Há pesquisas semelhantes com outros tipos de tumores, mas ainda em fase menos avançada. “Quando começamos o tratamento de pré-reinserção (das células), em que utilizamos dois tipos de quimioterapias para garantir que as células estarão funcionando bem, ele pegou covid”, relata Rocha, explicando o atraso no tratamento do publicitário.
“Ele tratou a covid-19 e, então, fizemos a infusão das células em Ribeirão Preto. Depois, ele teve quadro de infecção, que é comum nesses casos. Tratamos a infecção também até que ele teve alta no domingo (28)”, completa o médico que essa semana também esteve nos Estados Unidos palestrando sobre a terapia.
Paulo conta que a jornada não foi fácil, mas como esportista de alta performance, nunca perdeu a esperança na vitória. “A sensação, ao fim de tudo, é de uma gratidão infinita a Deus, no tamanho e no tempo. A todos que fizeram e fazem parte dessa jornada de cura. Médicos, enfermeiros/as, técnicos de enfermagem, pessoal da manutenção etc… pelo comprometimento e humanidade que me fizeram suportar melhor cada momento”, afirma.
Antes e depois: remissão do câncer ocorreu em um mês; paciente precisa ser monitorado por 5 anos
Quem pode participar
A expectativa do Hemocentro de Ribeirão Preto é atender pelo menos mais 75 pessoas até o fim do ano. Diego Villa Clé, médico e pesquisador envolvido nos trabalhos com a Terapia CAR-T Cell diz que vem respondendo mais de 100 e-mails por dia em apenas um canal de comunicação.
“A gente tem se dedicado muito a responder todas essas mensagens e ligações porque sabemos o quanto as pessoas estão desesperadas e esperançosas”, destaca o médico. Mas menos de 1% daqueles que se candidatam podem de fato receber o tratamento.
O primeiro paciente que teve remissão completa do câncer com a Terapia CAR-T Cell foi Vamberto de Castro, que tinha 62 anos em 2019 quando recebeu o protocolo. Dois meses depois de receber a notícia morreu em um acidente doméstico. A unidade ligada ao Hemocentro no Campus da USP será o primeiro centro de produção em grande escala.
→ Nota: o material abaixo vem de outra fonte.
// SPDX-License-Identifier: MIT
// Copyright 2026 Roland Dreier <roland@rolandd.dev>

//! Account routes: signup, login, logout, profiles, follows.

use axum::{
    extract::{Path, State},
    http::StatusCode,
    routing::{get, post, put},
    Extension, Json, Router,
};
use axum_extra::extract::{cookie::CookieJar, WithRejection};
use serde::{Deserialize, Serialize};
use std::sync::Arc;
#[cfg(feature = "binding-generation")]
use ts_rs::TS;
use uuid::Uuid;
use validator::Validate;

use crate::error::{AppError, Result};
use crate::middleware::auth::AuthUser;
use crate::models::{User, UserProfile};
use crate::routes::{parse_id, MessageResponse};
use crate::services::{hash_password, verify_password, MIN_PASSWORD_LENGTH};
use crate::AppState;

/// Routes reachable without a session.
pub fn routes() -> Router<Arc<AppState>> {
    Router::new()
        .route("/api/users/signup", post(signup))
        .route("/api/users/login", post(login))
        .route("/api/users/logout", post(logout))
        .route("/api/users/profile/{username}", get(get_profile_by_username))
        .route("/api/users/profile/id/{id}", get(get_profile_by_id))
}

/// Routes that need a session.
/// The auth middleware is applied in routes/mod.rs for these routes.
pub fn protected_routes() -> Router<Arc<AppState>> {
    Router::new()
        .route("/api/users/follow/{id}", post(follow_unfollow))
        .route("/api/users/update/{id}", put(update_user))
}

// ─── Signup / Login / Logout ─────────────────────────────────

#[derive(Deserialize, Validate)]
pub struct SignupRequest {
    #[serde(default)]
    #[validate(length(min = 1, message = "name is required"))]
    name: String,
    #[serde(default)]
    #[validate(length(min = 1, message = "email is required"))]
    email: String,
    #[serde(default)]
    #[validate(length(min = 1, message = "username is required"))]
    username: String,
    #[serde(default)]
    #[validate(length(min = 6, message = "password must be at least 6 characters"))]
    password: String,
}

/// Create an account and start a session.
async fn signup(
    State(state): State<Arc<AppState>>,
    jar: CookieJar,
    WithRejection(Json(req), _): WithRejection<Json<SignupRequest>, AppError>,
) -> Result<(StatusCode, CookieJar, Json<UserProfile>)> {
    req.validate()?;

    let email_taken = state.db.get_user_by_email(&req.email).await?.is_some();
    if email_taken || state.db.get_user_by_username(&req.username).await?.is_some() {
        tracing::info!(username = %req.username, "Signup rejected: account exists");
        return Err(AppError::BadRequest("User already exists".to_string()));
    }

    let password_hash = hash_password(req.password, state.config.bcrypt_cost).await?;
    let user = User::new(req.name, req.username, req.email, password_hash);
    state.db.upsert_user(&user).await?;

    let token = state.tokens.issue(user.id)?;
    tracing::info!(user_id = %user.id, username = %user.username, "User signed up");

    Ok((
        StatusCode::CREATED,
        jar.add(state.tokens.session_cookie(token)),
        Json(UserProfile::from(user)),
    ))
}

#[derive(Deserialize)]
pub struct LoginRequest {
    #[serde(default)]
    username: String,
    #[serde(default)]
    password: String,
}

/// Check credentials and start a session.
///
/// Unknown usernames and wrong passwords produce the same response.
async fn login(
    State(state): State<Arc<AppState>>,
    jar: CookieJar,
    WithRejection(Json(req), _): WithRejection<Json<LoginRequest>, AppError>,
) -> Result<(CookieJar, Json<UserProfile>)> {
    let user = state.db.get_user_by_username(&req.username).await?;
    let stored_hash = user.as_ref().map(|u| u.password_hash.clone());

    let password_ok = verify_password(req.password, stored_hash).await?;
    let user = match user {
        Some(user) if password_ok => user,
        _ => {
            tracing::info!(username = %req.username, "Login rejected");
            return Err(AppError::InvalidCredentials);
        }
    };

    let token = state.tokens.issue(user.id)?;
    tracing::info!(user_id = %user.id, "User logged in");

    Ok((
        jar.add(state.tokens.session_cookie(token)),
        Json(UserProfile::from(user)),
    ))
}

/// End the session on this client.
///
/// Only the cookie is cleared; the token itself stays valid until expiry.
async fn logout(
    State(state): State<Arc<AppState>>,
    jar: CookieJar,
) -> (CookieJar, Json<MessageResponse>) {
    (
        jar.add(state.tokens.cleared_cookie()),
        MessageResponse::new("User logged out successfully"),
    )
}

// ─── Profiles ────────────────────────────────────────────────

async fn get_profile_by_username(
    State(state): State<Arc<AppState>>,
    Path(username): Path<String>,
) -> Result<Json<UserProfile>> {
    let user = state
        .db
        .get_user_by_username(&username)
        .await?
        .ok_or_else(user_not_found)?;

    Ok(Json(UserProfile::from(user)))
}

async fn get_profile_by_id(
    State(state): State<Arc<AppState>>,
    Path(id): Path<String>,
) -> Result<Json<UserProfile>> {
    let user_id = parse_id(&id, user_not_found)?;
    let user = state
        .db
        .get_user(user_id)
        .await?
        .ok_or_else(user_not_found)?;

    Ok(Json(UserProfile::from(user)))
}

fn user_not_found() -> AppError {
    AppError::NotFound("User not found".to_string())
}

// ─── Follow / Unfollow ───────────────────────────────────────

#[derive(Serialize)]
#[cfg_attr(feature = "binding-generation", derive(TS))]
#[cfg_attr(feature = "binding-generation", ts(export, export_to = "bindings/"))]
pub struct FollowResponse {
    pub message: String,
    /// Whether the caller follows the target after this request
    pub following: bool,
}

/// Toggle whether the caller follows `id`.
///
/// The caller's `following` and the target's `followers` are two separate
/// writes. A failure between them leaves the relationship one-sided until
/// the next toggle repairs it.
async fn follow_unfollow(
    State(state): State<Arc<AppState>>,
    Extension(auth): Extension<AuthUser>,
    Path(id): Path<String>,
) -> Result<Json<FollowResponse>> {
    let not_found = || AppError::BadRequest("User not found".to_string());

    let target_id = parse_id(&id, not_found)?;
    if target_id == auth.user.id {
        return Err(AppError::BadRequest(
            "You cannot follow/unfollow yourself".to_string(),
        ));
    }

    let mut target = state.db.get_user(target_id).await?.ok_or_else(not_found)?;
    let mut current = state
        .db
        .get_user(auth.user.id)
        .await?
        .ok_or_else(not_found)?;

    let following = current.toggle_following(target.id);
    target.set_follower(current.id, following);

    state.db.upsert_user(&current).await?;
    state.db.upsert_user(&target).await?;

    tracing::info!(
        user_id = %current.id,
        target_id = %target.id,
        following,
        "Follow state changed"
    );

    let message = if following {
        "User followed successfully"
    } else {
        "User unfollowed successfully"
    };

    Ok(Json(FollowResponse {
        message: message.to_string(),
        following,
    }))
}

// ─── Profile Update ──────────────────────────────────────────

/// Profile edit. Absent or empty fields keep their current value.
#[derive(Deserialize, Default)]
#[serde(rename_all = "camelCase", default)]
pub struct UpdateUserRequest {
    name: Option<String>,
    email: Option<String>,
    username: Option<String>,
    password: Option<String>,
    bio: Option<String>,
    profile_pic: Option<String>,
}

fn non_empty(value: Option<String>) -> Option<String> {
    value.filter(|v| !v.is_empty())
}

/// Update the caller's own profile.
///
/// Reply snapshots on existing posts are refreshed afterwards. That pass is
/// best effort: if it fails the profile change still stands and the
/// snapshots catch up on the next edit.
async fn update_user(
    State(state): State<Arc<AppState>>,
    Extension(auth): Extension<AuthUser>,
    Path(id): Path<String>,
    WithRejection(Json(req), _): WithRejection<Json<UpdateUserRequest>, AppError>,
) -> Result<Json<UserProfile>> {
    let mut user = state
        .db
        .get_user(auth.user.id)
        .await?
        .ok_or_else(|| AppError::BadRequest("User not found".to_string()))?;

    if Uuid::parse_str(&id).ok() != Some(user.id) {
        tracing::warn!(user_id = %user.id, target = %id, "Attempt to edit another profile");
        return Err(AppError::BadRequest(
            "You cannot update other user's profile".to_string(),
        ));
    }

    if let Some(password) = non_empty(req.password) {
        if password.chars().count() < MIN_PASSWORD_LENGTH {
            return Err(AppError::BadRequest(format!(
                "password must be at least {MIN_PASSWORD_LENGTH} characters"
            )));
        }
        user.password_hash = hash_password(password, state.config.bcrypt_cost).await?;
    }

    if let Some(username) = non_empty(req.username) {
        if username != user.username {
            ensure_unclaimed(state.db.get_user_by_username(&username).await?, user.id, "Username")?;
            user.username = username;
        }
    }

    if let Some(email) = non_empty(req.email) {
        if email != user.email {
            ensure_unclaimed(state.db.get_user_by_email(&email).await?, user.id, "Email")?;
            user.email = email;
        }
    }

    if let Some(name) = non_empty(req.name) {
        user.name = name;
    }
    if let Some(bio) = non_empty(req.bio) {
        user.bio = bio;
    }
    if let Some(profile_pic) = non_empty(req.profile_pic) {
        user.profile_pic = profile_pic;
    }

    user.updated_at = chrono::Utc::now();
    state.db.upsert_user(&user).await?;
    tracing::info!(user_id = %user.id, "Profile updated");

    if let Err(e) = state.db.refresh_reply_snapshots(&user).await {
        tracing::warn!(user_id = %user.id, error = %e, "Failed to refresh reply snapshots");
    }

    Ok(Json(UserProfile::from(user)))
}

/// Fail if `existing` belongs to someone other than `owner`.
fn ensure_unclaimed(existing: Option<User>, owner: Uuid, what: &str) -> Result<()> {
    match existing {
        Some(other) if other.id != owner => {
            Err(AppError::BadRequest(format!("{what} already taken")))
        }
        _ => Ok(()),
    }
}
Dimas Covas, coordenador da pesquisa pelo Hemocentro, fala em um investimento necessário de R$ 60 a 80 milhões ainda este ano para o funcionamento da unidade depois da liberação da Anvisa. “O maior interessado em fazer esse investimento é o Ministério da Saúde para introduzir o tratamento no Sistema Único de Saúde. A perspectiva é que no segundo semestre a produção esteja em pleno vapor, incluindo pesquisas para outros tumores. Esperamos que seja uma escolha de tratamento viável em breve”, conclui.